Directions:
Return exactly the lines of the records below, starting at the line that contains "repository e4f433a3b514d9f2" and ending at the line that contains "use std::sync::Arc;", with both of those lines kept.

Given entries:
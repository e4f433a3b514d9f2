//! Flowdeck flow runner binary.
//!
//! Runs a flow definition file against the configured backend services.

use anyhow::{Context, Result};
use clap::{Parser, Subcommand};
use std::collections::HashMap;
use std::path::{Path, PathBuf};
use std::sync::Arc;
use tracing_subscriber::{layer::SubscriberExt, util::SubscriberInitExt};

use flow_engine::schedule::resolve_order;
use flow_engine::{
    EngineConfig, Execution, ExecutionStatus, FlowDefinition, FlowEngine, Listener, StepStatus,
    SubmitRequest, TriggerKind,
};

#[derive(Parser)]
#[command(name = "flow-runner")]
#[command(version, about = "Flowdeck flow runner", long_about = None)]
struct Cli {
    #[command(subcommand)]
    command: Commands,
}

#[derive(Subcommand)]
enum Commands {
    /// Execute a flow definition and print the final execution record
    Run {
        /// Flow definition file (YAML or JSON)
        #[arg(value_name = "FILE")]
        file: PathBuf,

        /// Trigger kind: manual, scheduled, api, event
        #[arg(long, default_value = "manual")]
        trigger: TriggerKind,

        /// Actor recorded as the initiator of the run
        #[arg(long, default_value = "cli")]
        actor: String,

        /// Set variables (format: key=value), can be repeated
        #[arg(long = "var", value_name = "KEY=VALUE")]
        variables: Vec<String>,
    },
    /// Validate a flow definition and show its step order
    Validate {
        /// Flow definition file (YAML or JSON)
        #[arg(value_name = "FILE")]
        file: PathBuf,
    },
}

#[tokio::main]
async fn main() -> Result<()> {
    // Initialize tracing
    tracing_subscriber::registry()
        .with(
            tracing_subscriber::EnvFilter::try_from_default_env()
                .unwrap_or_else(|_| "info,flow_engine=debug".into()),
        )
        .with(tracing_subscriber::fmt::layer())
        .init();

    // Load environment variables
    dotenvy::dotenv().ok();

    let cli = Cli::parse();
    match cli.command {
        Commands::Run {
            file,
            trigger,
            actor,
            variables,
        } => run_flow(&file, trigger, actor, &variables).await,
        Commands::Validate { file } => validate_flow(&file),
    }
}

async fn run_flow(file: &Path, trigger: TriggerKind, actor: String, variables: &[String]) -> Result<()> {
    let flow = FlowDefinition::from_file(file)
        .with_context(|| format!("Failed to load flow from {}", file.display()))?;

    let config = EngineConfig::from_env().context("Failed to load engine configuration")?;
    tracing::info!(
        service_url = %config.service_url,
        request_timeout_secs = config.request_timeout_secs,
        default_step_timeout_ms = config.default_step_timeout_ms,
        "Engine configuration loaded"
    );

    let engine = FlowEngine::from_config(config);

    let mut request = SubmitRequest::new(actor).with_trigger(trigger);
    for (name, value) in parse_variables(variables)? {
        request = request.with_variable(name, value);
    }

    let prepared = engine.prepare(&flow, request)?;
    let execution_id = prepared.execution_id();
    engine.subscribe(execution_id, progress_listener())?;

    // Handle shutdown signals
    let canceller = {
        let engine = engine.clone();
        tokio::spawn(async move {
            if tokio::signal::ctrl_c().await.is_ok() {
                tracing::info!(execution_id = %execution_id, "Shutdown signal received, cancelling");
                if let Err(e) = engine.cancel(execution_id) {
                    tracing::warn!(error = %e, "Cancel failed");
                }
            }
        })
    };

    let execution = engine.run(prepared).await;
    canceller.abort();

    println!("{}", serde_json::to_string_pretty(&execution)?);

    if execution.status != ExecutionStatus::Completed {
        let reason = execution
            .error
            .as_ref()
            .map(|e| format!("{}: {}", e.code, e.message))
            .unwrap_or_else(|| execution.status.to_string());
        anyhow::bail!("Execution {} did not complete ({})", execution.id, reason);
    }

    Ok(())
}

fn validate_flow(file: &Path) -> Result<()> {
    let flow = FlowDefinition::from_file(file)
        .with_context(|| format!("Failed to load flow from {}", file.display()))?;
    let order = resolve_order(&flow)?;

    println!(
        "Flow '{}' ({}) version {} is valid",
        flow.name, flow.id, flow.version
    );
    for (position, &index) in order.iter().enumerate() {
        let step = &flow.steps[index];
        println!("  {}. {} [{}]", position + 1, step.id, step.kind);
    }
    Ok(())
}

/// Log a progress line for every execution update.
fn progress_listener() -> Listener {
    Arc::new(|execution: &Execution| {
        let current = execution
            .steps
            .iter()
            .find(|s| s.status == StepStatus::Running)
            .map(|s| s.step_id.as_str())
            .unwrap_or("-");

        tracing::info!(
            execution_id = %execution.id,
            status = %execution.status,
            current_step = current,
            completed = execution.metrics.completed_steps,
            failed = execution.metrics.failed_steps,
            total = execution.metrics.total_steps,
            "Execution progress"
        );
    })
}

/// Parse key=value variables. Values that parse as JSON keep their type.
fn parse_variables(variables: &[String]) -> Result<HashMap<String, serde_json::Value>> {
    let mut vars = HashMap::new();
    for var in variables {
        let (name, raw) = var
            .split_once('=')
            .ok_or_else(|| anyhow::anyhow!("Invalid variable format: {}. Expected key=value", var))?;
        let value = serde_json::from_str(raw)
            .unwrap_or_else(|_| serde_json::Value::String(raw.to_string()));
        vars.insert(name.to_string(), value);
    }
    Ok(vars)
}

...

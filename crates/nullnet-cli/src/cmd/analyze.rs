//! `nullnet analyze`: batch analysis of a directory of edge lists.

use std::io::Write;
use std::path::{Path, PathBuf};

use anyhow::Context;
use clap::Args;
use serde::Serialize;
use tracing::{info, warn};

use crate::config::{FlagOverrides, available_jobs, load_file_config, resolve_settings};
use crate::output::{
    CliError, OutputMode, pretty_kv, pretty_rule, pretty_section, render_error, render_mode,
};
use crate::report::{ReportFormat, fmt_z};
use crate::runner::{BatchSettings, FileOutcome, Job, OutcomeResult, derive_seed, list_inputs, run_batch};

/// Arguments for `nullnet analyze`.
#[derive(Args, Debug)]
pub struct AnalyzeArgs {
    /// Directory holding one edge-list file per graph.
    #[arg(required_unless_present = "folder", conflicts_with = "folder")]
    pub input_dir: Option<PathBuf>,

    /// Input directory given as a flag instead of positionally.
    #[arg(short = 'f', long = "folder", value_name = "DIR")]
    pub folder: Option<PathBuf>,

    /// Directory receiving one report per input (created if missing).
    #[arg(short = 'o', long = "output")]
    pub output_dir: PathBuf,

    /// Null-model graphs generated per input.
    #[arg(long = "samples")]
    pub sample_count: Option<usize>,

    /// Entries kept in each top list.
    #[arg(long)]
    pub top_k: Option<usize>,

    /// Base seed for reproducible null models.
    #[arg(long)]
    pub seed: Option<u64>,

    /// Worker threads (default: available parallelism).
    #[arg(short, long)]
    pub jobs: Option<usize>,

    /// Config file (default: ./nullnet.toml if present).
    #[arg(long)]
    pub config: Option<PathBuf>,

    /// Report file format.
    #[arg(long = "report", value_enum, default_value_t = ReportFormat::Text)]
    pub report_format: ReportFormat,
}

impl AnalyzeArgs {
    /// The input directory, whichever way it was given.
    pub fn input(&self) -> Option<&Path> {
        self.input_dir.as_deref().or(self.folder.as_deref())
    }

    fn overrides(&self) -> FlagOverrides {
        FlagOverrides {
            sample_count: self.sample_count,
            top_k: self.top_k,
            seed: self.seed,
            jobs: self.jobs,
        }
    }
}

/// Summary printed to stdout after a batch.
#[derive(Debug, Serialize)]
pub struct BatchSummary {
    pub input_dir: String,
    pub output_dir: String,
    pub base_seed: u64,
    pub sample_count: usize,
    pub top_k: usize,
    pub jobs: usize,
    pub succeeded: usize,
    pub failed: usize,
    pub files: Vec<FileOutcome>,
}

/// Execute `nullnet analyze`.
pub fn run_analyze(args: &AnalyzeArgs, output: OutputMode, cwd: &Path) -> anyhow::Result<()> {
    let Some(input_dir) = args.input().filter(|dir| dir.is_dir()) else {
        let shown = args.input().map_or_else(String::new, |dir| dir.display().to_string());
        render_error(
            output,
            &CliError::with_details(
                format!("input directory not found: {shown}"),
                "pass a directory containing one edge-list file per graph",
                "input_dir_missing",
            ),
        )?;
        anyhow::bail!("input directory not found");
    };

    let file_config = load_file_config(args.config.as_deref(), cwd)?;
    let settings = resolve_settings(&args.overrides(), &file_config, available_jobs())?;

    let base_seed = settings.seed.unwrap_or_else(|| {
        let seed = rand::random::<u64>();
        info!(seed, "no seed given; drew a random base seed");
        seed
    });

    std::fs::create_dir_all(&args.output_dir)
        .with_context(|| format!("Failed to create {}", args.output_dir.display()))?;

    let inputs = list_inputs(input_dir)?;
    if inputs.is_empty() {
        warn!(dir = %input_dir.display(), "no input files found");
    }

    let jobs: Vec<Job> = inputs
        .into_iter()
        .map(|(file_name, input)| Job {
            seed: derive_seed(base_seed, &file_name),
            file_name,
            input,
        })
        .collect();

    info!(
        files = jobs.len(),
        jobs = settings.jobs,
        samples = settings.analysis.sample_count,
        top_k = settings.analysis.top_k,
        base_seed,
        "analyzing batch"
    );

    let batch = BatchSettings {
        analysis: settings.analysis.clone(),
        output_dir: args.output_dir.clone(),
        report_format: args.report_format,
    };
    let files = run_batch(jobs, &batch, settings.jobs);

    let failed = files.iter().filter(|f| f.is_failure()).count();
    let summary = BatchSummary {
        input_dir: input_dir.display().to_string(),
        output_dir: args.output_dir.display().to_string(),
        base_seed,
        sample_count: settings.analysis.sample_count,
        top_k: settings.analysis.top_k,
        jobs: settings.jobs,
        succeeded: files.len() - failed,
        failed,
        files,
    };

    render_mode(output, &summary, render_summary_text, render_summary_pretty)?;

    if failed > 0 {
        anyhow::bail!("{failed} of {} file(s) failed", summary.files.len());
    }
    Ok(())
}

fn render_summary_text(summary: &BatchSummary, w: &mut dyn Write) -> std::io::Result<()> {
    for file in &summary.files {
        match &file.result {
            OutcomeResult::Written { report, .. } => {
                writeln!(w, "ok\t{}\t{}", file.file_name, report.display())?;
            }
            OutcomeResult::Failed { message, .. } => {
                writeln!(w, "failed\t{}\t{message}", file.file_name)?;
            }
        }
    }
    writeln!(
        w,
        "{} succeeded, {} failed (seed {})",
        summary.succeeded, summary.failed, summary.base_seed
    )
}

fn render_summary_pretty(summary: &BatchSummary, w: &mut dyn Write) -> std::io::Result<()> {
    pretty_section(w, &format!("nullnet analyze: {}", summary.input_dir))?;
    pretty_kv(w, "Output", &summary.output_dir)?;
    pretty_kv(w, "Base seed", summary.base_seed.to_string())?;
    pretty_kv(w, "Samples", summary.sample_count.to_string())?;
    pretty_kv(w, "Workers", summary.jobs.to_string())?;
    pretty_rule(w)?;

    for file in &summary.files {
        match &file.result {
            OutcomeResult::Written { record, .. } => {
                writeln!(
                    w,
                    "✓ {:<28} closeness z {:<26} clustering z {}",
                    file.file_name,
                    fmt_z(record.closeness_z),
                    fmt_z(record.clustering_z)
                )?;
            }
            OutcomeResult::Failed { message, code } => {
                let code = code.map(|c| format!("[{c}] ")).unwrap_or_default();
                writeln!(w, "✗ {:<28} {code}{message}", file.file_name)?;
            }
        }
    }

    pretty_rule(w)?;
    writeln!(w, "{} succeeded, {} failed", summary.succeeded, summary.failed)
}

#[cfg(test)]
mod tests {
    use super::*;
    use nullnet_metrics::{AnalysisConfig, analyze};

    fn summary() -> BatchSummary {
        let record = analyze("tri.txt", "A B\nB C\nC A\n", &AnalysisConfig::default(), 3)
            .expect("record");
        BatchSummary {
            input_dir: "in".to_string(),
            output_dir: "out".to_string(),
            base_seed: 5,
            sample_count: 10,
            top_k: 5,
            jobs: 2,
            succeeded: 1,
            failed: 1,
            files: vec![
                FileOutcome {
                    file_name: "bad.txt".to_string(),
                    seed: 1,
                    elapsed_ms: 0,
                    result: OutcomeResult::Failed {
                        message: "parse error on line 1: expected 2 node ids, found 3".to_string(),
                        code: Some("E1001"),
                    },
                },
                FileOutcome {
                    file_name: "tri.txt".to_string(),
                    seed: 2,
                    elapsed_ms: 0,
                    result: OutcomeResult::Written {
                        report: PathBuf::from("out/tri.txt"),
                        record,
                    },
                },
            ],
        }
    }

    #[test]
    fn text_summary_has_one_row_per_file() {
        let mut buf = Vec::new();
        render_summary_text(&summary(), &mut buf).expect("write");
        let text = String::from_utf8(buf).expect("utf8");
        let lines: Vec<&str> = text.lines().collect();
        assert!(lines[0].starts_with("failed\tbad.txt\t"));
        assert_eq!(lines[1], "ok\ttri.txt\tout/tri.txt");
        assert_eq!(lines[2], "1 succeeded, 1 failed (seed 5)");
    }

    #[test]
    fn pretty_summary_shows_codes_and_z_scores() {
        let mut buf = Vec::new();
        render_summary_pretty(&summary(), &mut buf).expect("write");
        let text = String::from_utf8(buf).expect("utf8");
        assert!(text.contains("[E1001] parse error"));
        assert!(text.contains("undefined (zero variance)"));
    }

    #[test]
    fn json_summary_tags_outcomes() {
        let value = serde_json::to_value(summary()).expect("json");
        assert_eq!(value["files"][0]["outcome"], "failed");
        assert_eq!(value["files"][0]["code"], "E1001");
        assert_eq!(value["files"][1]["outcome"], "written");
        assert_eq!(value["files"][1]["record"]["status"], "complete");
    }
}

Response to this exercise:
repository e4f433a3b514d9f2
//! Flowdeck flow runner binary.
//!
//! Runs a flow definition file against the configured backend services.

use anyhow::{Context, Result};
use clap::{Parser, Subcommand};
use std::collections::HashMap;
use std::path::{Path, PathBuf};
use std::sync::Arc;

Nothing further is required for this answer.